EXERCISE INSTRUCTIONS:
Write all of the entries again. Keep them exactly as they are.

== EXTRACTED INFORMATION ==

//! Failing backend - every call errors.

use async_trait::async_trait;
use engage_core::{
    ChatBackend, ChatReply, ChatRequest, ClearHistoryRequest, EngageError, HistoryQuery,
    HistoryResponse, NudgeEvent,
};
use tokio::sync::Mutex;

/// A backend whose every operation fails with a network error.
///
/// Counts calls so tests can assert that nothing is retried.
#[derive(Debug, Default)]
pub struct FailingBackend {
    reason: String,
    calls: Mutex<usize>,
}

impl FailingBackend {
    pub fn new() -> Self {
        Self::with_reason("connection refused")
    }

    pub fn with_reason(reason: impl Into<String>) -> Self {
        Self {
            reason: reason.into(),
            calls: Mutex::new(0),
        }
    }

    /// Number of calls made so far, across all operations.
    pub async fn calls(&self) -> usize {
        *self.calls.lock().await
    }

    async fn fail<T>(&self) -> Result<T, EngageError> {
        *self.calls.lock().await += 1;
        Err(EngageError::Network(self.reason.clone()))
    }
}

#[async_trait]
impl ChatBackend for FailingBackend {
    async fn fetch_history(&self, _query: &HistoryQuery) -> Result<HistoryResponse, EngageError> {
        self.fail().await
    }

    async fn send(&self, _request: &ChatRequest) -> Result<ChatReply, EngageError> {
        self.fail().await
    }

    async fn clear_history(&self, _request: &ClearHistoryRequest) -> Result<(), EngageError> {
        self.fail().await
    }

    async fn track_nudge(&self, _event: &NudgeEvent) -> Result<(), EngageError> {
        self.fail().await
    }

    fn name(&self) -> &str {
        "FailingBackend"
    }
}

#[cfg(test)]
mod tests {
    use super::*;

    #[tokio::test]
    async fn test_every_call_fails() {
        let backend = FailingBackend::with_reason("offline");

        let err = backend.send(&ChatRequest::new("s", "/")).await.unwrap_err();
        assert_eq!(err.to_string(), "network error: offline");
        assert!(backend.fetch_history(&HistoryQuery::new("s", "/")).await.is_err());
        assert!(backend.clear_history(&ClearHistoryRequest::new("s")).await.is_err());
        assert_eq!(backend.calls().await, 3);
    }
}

===

WRITTEN SOLUTION:
//! Failing backend - every call errors.

use async_trait::async_trait;
use engage_core::{
    ChatBackend, ChatReply, ChatRequest, ClearHistoryRequest, EngageError, HistoryQuery,
    HistoryResponse, NudgeEvent,
};
use tokio::sync::Mutex;

/// A backend whose every operation fails with a network error.
///
/// Counts calls so tests can assert that nothing is retried.
#[derive(Debug, Default)]
pub struct FailingBackend {
    reason: String,
    calls: Mutex<usize>,
}

impl FailingBackend {
    pub fn new() -> Self {
        Self::with_reason("connection refused")
    }

    pub fn with_reason(reason: impl Into<String>) -> Self {
        Self {
            reason: reason.into(),
            calls: Mutex::new(0),
        }
    }

    /// Number of calls made so far, across all operations.
    pub async fn calls(&self) -> usize {
        *self.calls.lock().await
    }

    async fn fail<T>(&self) -> Result<T, EngageError> {
        *self.calls.lock().await += 1;
        Err(EngageError::Network(self.reason.clone()))
    }
}

#[async_trait]
impl ChatBackend for FailingBackend {
    async fn fetch_history(&self, _query: &HistoryQuery) -> Result<HistoryResponse, EngageError> {
        self.fail().await
    }

    async fn send(&self, _request: &ChatRequest) -> Result<ChatReply, EngageError> {
        self.fail().await
    }

    async fn clear_history(&self, _request: &ClearHistoryRequest) -> Result<(), EngageError> {
        self.fail().await
    }

    async fn track_nudge(&self, _event: &NudgeEvent) -> Result<(), EngageError> {
        self.fail().await
    }

    fn name(&self) -> &str {
        "FailingBackend"
    }
}

#[cfg(test)]
mod tests {
    use super::*;

    #[tokio::test]
    async fn test_every_call_fails() {
        let backend = FailingBackend::with_reason("offline");

        let err = backend.send(&ChatRequest::new("s", "/")).await.unwrap_err();
        assert_eq!(err.to_string(), "network error: offline");
        assert!(backend.fetch_history(&HistoryQuery::new("s", "/")).await.is_err());
        assert!(backend.clear_history(&ClearHistoryRequest::new("s")).await.is_err());
        assert_eq!(backend.calls().await, 3);
    }
}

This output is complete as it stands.